Jordan Greer: FBI agent, 32, 6’2”, blond
Gerard Martin: FBI agent, 40s, heavyset, short brown hair, former British SAS, married
Dana Norman: FBI agent, black hair, has a sister, former cop
Sean Calloway: FBI agent
Lloyd Ackerman: FBI internal affairs investigator, large frame, balding
None of these characters acts like I would expect FBI agents to act. Ackerman shouts and is angry all the time. The other agents, either Norman/Greer or the internal affairs investigators Ackerman brings with him-don’t act like agents. Much of the ‘investigation’ is a lot of nothing except IA people on the computer researching Martin, but every now and then someone comes up with...a CLUE. When he/she does, I can almost hear the soap opera cliffhanger music pop in because everybody has an OMG moment.
Major problems here. Many of the issues are with capitalization and punctuation. Most of the dialogue is missing a comma before the tag. The tag may not be an actual tag, but may be a brand new sentence. Fine, but there’s no period in the dialogue and the first letter of the new sentence isn’t capitalized.
Way too many exclamation points. Way too many yelling and screaming tags. And the scene itself should explain to whom someone is talking. If there are only two people, there is no need to write Norman said something to Ackerman. That’s obvious.

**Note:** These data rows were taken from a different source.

use embassy_time::Ticker;
use selftest_core::task::BenchControl;

use super::FirmwareBenchTask;
use crate::bench::{FirmwareInstant, to_embassy_duration};
use crate::status::StatusBoard;

#[embassy_executor::task]
pub async fn run(
    mut task: FirmwareBenchTask,
    control: &'static BenchControl,
    board: &'static StatusBoard,
) -> ! {
    let mut ticker = Ticker::every(to_embassy_duration(task.tick_period()));
    loop {
        let now = FirmwareInstant::now();
        task.tick(control, now);
        board.publish(task.status(control, now));
        ticker.next().await;
    }
}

Other than that Ackerman has the only distinguished voice and only because he can’t stop yelling.
Basically, the dialogue sounded forced, overdone.
Where to start? The only profanity is the ‘F’ word. Okay maybe a damn here and there, but F is overused.

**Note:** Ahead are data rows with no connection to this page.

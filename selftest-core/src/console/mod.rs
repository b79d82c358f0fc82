//! Operator console grammar shared by the firmware UART and the emulator.
//!
//! The console is the only writer of [`BenchControl`]. Lines are parsed with
//! `winnow` into a [`ConsoleCommand`], applied with [`execute`], and the
//! caller renders the resulting [`ConsoleReply`].

use core::fmt;

use winnow::ascii::{Caseless, space0, space1};
use winnow::combinator::{alt, delimited, preceded};
use winnow::prelude::*;

use crate::task::BenchControl;

pub mod status;

pub use status::{StatusFormatter, StatusSnapshot};

/// Longest console line accepted, excluding the terminator.
pub const MAX_COMMAND_LEN: usize = 64;

/// Help text, one entry per line.
pub const HELP_LINES: [&str; 5] = [
    "test on     allow the self-test to arm when the rc link is down",
    "test off    disarm and return the actuators to neutral",
    "test reset  abandon the current run and return to idle",
    "status      show arming, phase, and telemetry counters",
    "help        show this list",
];

/// Commands understood by the console.
#[derive(Copy, Clone, Debug, Eq, PartialEq)]
pub enum ConsoleCommand {
    TestMode(bool),
    Reset,
    Status,
    Help,
}

/// Reasons a console line was rejected.
#[derive(Copy, Clone, Debug, Eq, PartialEq)]
pub enum ConsoleError {
    Empty,
    TooLong,
    UnknownCommand,
    /// `test` was given a missing or unknown argument.
    InvalidArgument,
}

impl fmt::Display for ConsoleError {
    fn fmt(&self, f: &mut fmt::Formatter<'_>) -> fmt::Result {
        match self {
            ConsoleError::Empty => f.write_str("empty line"),
            ConsoleError::TooLong => write!(f, "line exceeds {MAX_COMMAND_LEN} bytes"),
            ConsoleError::UnknownCommand => f.write_str("unknown command (try `help`)"),
            ConsoleError::InvalidArgument => f.write_str("usage: test on|off|reset"),
        }
    }
}

/// Outcome of applying a command.
#[derive(Copy, Clone, Debug, Eq, PartialEq)]
pub enum ConsoleReply {
    /// Control cells updated; the message acknowledges the change.
    Ack(&'static str),
    /// Caller should render a status snapshot.
    Status,
    /// Caller should print [`HELP_LINES`].
    Help,
}

/// Parses a single console line. Surrounding whitespace and line endings are ignored.
pub fn parse_command(line: &str) -> Result<ConsoleCommand, ConsoleError> {
    let line = line.trim();
    if line.is_empty() {
        return Err(ConsoleError::Empty);
    }
    if line.len() > MAX_COMMAND_LEN {
        return Err(ConsoleError::TooLong);
    }

    command.parse(line).map_err(|_| {
        let keyword = line.split_whitespace().next().unwrap_or_default();
        if keyword.eq_ignore_ascii_case("test") {
            ConsoleError::InvalidArgument
        } else {
            ConsoleError::UnknownCommand
        }
    })
}

/// Applies `command` to the operator control block.
pub fn execute(command: ConsoleCommand, control: &BenchControl) -> ConsoleReply {
    match command {
        ConsoleCommand::TestMode(true) => {
            control.set_test_mode(true);
            ConsoleReply::Ack("test mode on")
        }
        ConsoleCommand::TestMode(false) => {
            control.set_test_mode(false);
            ConsoleReply::Ack("test mode off")
        }
        ConsoleCommand::Reset => {
            control.request_reset();
            ConsoleReply::Ack("reset requested")
        }
        ConsoleCommand::Status => ConsoleReply::Status,
        ConsoleCommand::Help => ConsoleReply::Help,
    }
}

/// Writes [`HELP_LINES`] separated by `\r\n`.
pub fn write_help<W: fmt::Write>(writer: &mut W) -> fmt::Result {
    for line in HELP_LINES {
        writer.write_str(line)?;
        writer.write_str("\r\n")?;
    }
    Ok(())
}

/// Renders `reply`, using `snapshot` for [`ConsoleReply::Status`].
pub fn write_reply<W: fmt::Write>(
    writer: &mut W,
    reply: ConsoleReply,
    snapshot: &StatusSnapshot,
) -> fmt::Result {
    match reply {
        ConsoleReply::Ack(message) => {
            writer.write_str(message)?;
            writer.write_str("\r\n")
        }
        ConsoleReply::Status => StatusFormatter::new(snapshot).write_all(writer),
        ConsoleReply::Help => write_help(writer),
    }
}

fn command(input: &mut &str) -> ModalResult<ConsoleCommand> {
    delimited(
        space0,
        alt((
            test_command,
            Caseless("status").value(ConsoleCommand::Status),
            alt((Caseless("help"), "?")).value(ConsoleCommand::Help),
        )),
        space0,
    )
    .parse_next(input)
}

fn test_command(input: &mut &str) -> ModalResult<ConsoleCommand> {
    preceded(
        (Caseless("test"), space1),
        alt((
            Caseless("on").value(ConsoleCommand::TestMode(true)),
            Caseless("off").value(ConsoleCommand::TestMode(false)),
            Caseless("reset").value(ConsoleCommand::Reset),
        )),
    )
    .parse_next(input)
}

Chapters are headed a bit strangely. They’re headed by the character who will have the POV in the chapter, the date and time. However, there is some weird computer coding that I don’t understand.
When I saw the above chapter headings and the errors on dialogue mentioned above, I checked the pdf file I had converted to epub, thinking maybe something went wonky in the conversion. I also contacted the author and was informed that the copy I received was the version that was published.
Okay, onto other problems:
- Spelling errors. Incorrect words used. Capitalization errors. Example: agent Greer. When used with a name, Agent is a title so it should be capitalized.
- It is not believable that the Norman and Greer did not remember sooner that Martin was married or that Ackerman didn’t know Martin was married until told.
- Subsequently, why did Ackerman and company rush over to the Martin’s house and bust in the door scaring Martin’s wife? Doesn’t make sense. There wasn’t any notion that she was in danger or at least it wasn’t made clear enough.
- In regards to Norman, why does Greer call his partner by her last name most of the time?
- On page 61 in my epub format, Ackerman begins the interrogation of Martin. This goes on for awhile with some shouting and conversations with his other IA agents. Then there’s a Norman/Greer scene. About 20 pages later, the interrogation scene is repeated except this time it’s from Martin’s POV. This is weird. Why repeat an entire scene from another character’s POV? I thought there was an error and stuff was repeated by accident.
- Speaking of repetitions there were too many times of ‘the giant man’ or ‘the giant’ when referring to Ackerman, the ‘black haired agent’ when referring to Norman, and ‘the little woman’ or 'the blonde woman' when referring to Martin’s attorney.
- Martin’s attorney declines to be Greer’s attorney when he’s arrested because she’s ‘impartial’. If she were impartial she would take him on.
- Too much back and forth between Norman/Greer and Ackerman on whether the two agents can talk to Martin. Get on with it.
- Hardly any action. The bit scenes when the agents take down bad guys lack real tension and felt like filler material.
And the ending lost its tension with too much dialogue.
The writing is weak and the dialogue is over the top. This reads like people who didn’t understand their roles overacting in a stage play.